Воспоминания
Шрифт:
Так началась моя жизнь в деревне в революционное время. Продолжалась она до 10-го января 1918 года, когда мне пришлось при драматических условиях покинуть Саблы. За это время мне удалось наладить в новых условиях работу Красного Креста в Севастополе и принять участие в политической работе Кадетской партии, членом губернского комитета которой я был избран. Пришлось даже создать партийную газету, в которой я помещал свои статьи, и, наконец, организовать народный университет, на который я дал средства и в котором я читал лекции по финансовому праву. Эта новая деятельность меня очень увлекала и сблизила меня с широкими общественными кругами.
В деревне я продолжал вести хозяйство и производить улучшения, как будто ничего не произошло. Помимо того, что, как я указал выше, я считал для себя обязательным поддерживать, хоть в малом масштабе, экономику государства, мне не хотелось терять у крестьян репутацию хорошего хозяина и тем самым их уважение. Отношения наши продолжали носить вполне дружеский характер, и члены сельского совета часто приходили говорить со мной о событиях развивающейся и "углубляющейся" революции. В этих разговорах я старался удержать их от проявления нетерпения и уговаривал их питать доверие к Временному Правительству и ожидать решения Учредительного Собрания, которое не может не удовлетворить их желаний. Говорил
Некоторую тревогу внушили мне начавшие появляться в деревне дезертиры из армии. Вели они себя шумно, много пили, по вечерам пели и кричали, но вооруженному нападению с их стороны подверглись лишь рыбы в Алме, которых они глушили привезенными с фронта ручными гранатами.
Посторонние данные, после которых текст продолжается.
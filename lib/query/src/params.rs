// Request parameter coercion
use serde_json::{Map, Value};
use staysearch_core::record::parse_timestamp_str;
use staysearch_core::{AttributeKind, AttributeValue, Error, Result};

/// Flat parameter map as received from a request body
pub type Params = Map<String, Value>;

/// Treat JSON null and blank strings as "not given"
pub fn is_absent(value: &Value) -> bool {
    match value {
        Value::Null => true,
        Value::String(s) => s.trim().is_empty(),
        _ => false,
    }
}

/// Strict number: JSON numbers and numeric strings only
pub fn strict_number(value: &Value) -> Option<f64> {
    match value {
        Value::Number(n) => n.as_f64(),
        Value::String(s) => s.trim().parse::<f64>().ok(),
        _ => None,
    }
}

/// First number appearing in a phrase such as "under $1,200 a night"
pub fn first_number(text: &str) -> Option<f64> {
    let mut digits = String::new();
    let mut seen_digit = false;
    let mut seen_dot = false;
    for c in text.chars() {
        match c {
            '0'..='9' => {
                digits.push(c);
                seen_digit = true;
            }
            ',' if seen_digit => {}
            '.' if seen_digit && !seen_dot => {
                digits.push(c);
                seen_dot = true;
            }
            _ if seen_digit => break,
            _ => {}
        }
    }
    digits.trim_end_matches('.').parse().ok()
}

/// Lenient number for translator output: numbers, numeric strings or phrases
pub fn loose_number(value: &Value) -> Option<f64> {
    match value {
        Value::String(s) => strict_number(value).or_else(|| first_number(s)),
        other => strict_number(other),
    }
}

/// A non-negative finite weight. A negative weight would rank missing
/// values (zero vectors) above every real value.
pub fn weight(name: &str, value: &Value) -> Result<f32> {
    let w = strict_number(value).ok_or_else(|| {
        Error::InvalidParameter(format!("'{}' must be a number, got {}", name, value))
    })?;
    if !w.is_finite() {
        return Err(Error::InvalidParameter(format!("'{}' must be finite", name)));
    }
    if w < 0.0 {
        return Err(Error::InvalidParameter(format!(
            "'{}' must not be negative, got {}",
            name, w
        )));
    }
    Ok(w as f32)
}

pub fn limit(value: &Value) -> Result<usize> {
    let n = match value {
        Value::Number(n) => n.as_u64(),
        Value::String(s) => s.trim().parse::<u64>().ok(),
        _ => None,
    };
    match n {
        Some(n) if n > 0 => Ok(n as usize),
        _ => Err(Error::InvalidParameter(format!(
            "'limit' must be a positive integer, got {}",
            value
        ))),
    }
}

pub fn text(name: &str, value: &Value) -> Result<String> {
    match value {
        Value::String(s) => Ok(s.clone()),
        other => Err(Error::InvalidParameter(format!(
            "'{}' must be a string, got {}",
            name, other
        ))),
    }
}

/// Filter threshold typed by the filtered attribute
pub fn threshold(name: &str, kind: AttributeKind, value: &Value) -> Result<AttributeValue> {
    let invalid = || {
        Error::InvalidFilter(format!(
            "'{}' expects a {} value, got {}",
            name,
            kind.as_str(),
            value
        ))
    };
    match kind {
        AttributeKind::Number => strict_number(value)
            .map(AttributeValue::Number)
            .ok_or_else(invalid),
        AttributeKind::Timestamp => match value {
            Value::Number(n) => n
                .as_i64()
                .and_then(|secs| chrono::DateTime::from_timestamp(secs, 0))
                .map(AttributeValue::Timestamp)
                .ok_or_else(invalid),
            Value::String(s) => parse_timestamp_str(s)
                .map(AttributeValue::Timestamp)
                .ok_or_else(invalid),
            _ => Err(invalid()),
        },
        AttributeKind::Text | AttributeKind::Category => match value {
            Value::String(s) => Ok(AttributeValue::Text(s.trim().to_string())),
            _ => Err(invalid()),
        },
    }
}

#[cfg(test)]
mod tests {
    use super::*;
    use serde_json::json;

    #[test]
    fn test_first_number() {
        assert_eq!(first_number("under 100"), Some(100.0));
        assert_eq!(first_number("less than $1,250.50 per night"), Some(1250.5));
        assert_eq!(first_number("rated 4.5 or more"), Some(4.5));
        assert_eq!(first_number("at most 200."), Some(200.0));
        assert_eq!(first_number("cheap"), None);
    }

    #[test]
    fn test_loose_vs_strict() {
        assert_eq!(loose_number(&json!("under 100")), Some(100.0));
        assert_eq!(strict_number(&json!("under 100")), None);
        assert_eq!(strict_number(&json!(" 42 ")), Some(42.0));
    }

    #[test]
    fn test_weight_and_limit() {
        assert_eq!(weight("w", &json!(0.5)).unwrap(), 0.5);
        assert!(matches!(weight("w", &json!("heavy")), Err(Error::InvalidParameter(_))));
        assert!(matches!(weight("w", &json!(-0.5)), Err(Error::InvalidParameter(_))));
        assert_eq!(weight("w", &json!(0)).unwrap(), 0.0);
        assert_eq!(limit(&json!(3)).unwrap(), 3);
        assert!(limit(&json!(0)).is_err());
        assert!(limit(&json!(-2)).is_err());
    }

    #[test]
    fn test_threshold_types() {
        assert_eq!(
            threshold("p", AttributeKind::Number, &json!("150")).unwrap(),
            AttributeValue::Number(150.0)
        );
        assert!(matches!(
            threshold("p", AttributeKind::Number, &json!("cheap")),
            Err(Error::InvalidFilter(_))
        ));
        assert!(matches!(
            threshold("t", AttributeKind::Timestamp, &json!("2024-01-01")),
            Ok(AttributeValue::Timestamp(_))
        ));
        assert!(threshold("r", AttributeKind::Category, &json!(3)).is_err());
    }

    #[test]
    fn test_absent() {
        assert!(is_absent(&Value::Null));
        assert!(is_absent(&json!("  ")));
        assert!(!is_absent(&json!(0)));
    }
}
Наступила весна, а за ней и лето. Работы в садах и в поле шли своим чередом, спокойно и беспрепятственно. Наконец, пришло время выборов гласных волостного земства, учрежденного указом Временного Правительства. Идея этого земства, проектированного еще при старом режиме и носившего тогда название "всесловного", мне всегда нравилась, и я мечтал в нем участвовать. Мне казалось, что совместная работа интеллигентных сил с крестьянами, на сравнительно небольшой территории волости, будет очень полезна как в культурном, так и в хозяйственном отношении. Я верил, что крестьяне, составлявшие большинство избирателей, найдут в помещичьей среде достойных и честных людей. В обстановке же революции волостное земство могло заменить волостные советы, ставшие местом безответственной и вредной демагогии, и привлечь крестьян к серьезной и продуктивной работе. Мелкая земская единица представлялась мне низшей ступенью государственной деятельности, могущей приучить их искать удовлетворения личных интересов в общей пользе. Сознание, что в новых условиях мечта моя осуществиться не может, т. к. крестьяне вряд ли выберут в гласные помещика, меня огорчала. Каково же было мое удивление и какую я испытал гордость, когда вечером того дня, когда в деревне Саблы, составлявшей отдельный избирательный участок, было созвано сельское собрание, чтобы наметить кандидатов в гласные, ко мне явилась депутация от крестьян, показавшая мне составленный список пяти кандидатов, на третьем месте которого стояла моя фамилия. Я не скрыл от крестьян моего (169) удивленья и спросил их, почему их выбор остановился на мне. В своем ответе они указали мне, что в новом земстве им нужны образованные люди, хорошие хозяева, доказавшие свое к ним хорошее отношение, и что таким человеком, по их мнению, являюсь я. Кроме того, они вполне доверяли мне, зная, что я "денег не украду" и что при моем участии земство построит нужные им дороги, школы и больницы. Хотя я знал, что принятому относительно меня крестьянами решению не суждено осуществиться, т. к. Симферопольский городской совет наложит "вето" на мою кандидатуру, все же я испытал большое моральное удовлетворение. Мое убеждение о возможности установления доверия между крестьянами и помещиками и совместной общественной работе получило свое первое конкретное подтверждение. Как и следовало ожидать, на другой день приехал в Саблы член городского совета и принудил крестьян снять мою кандидатуру.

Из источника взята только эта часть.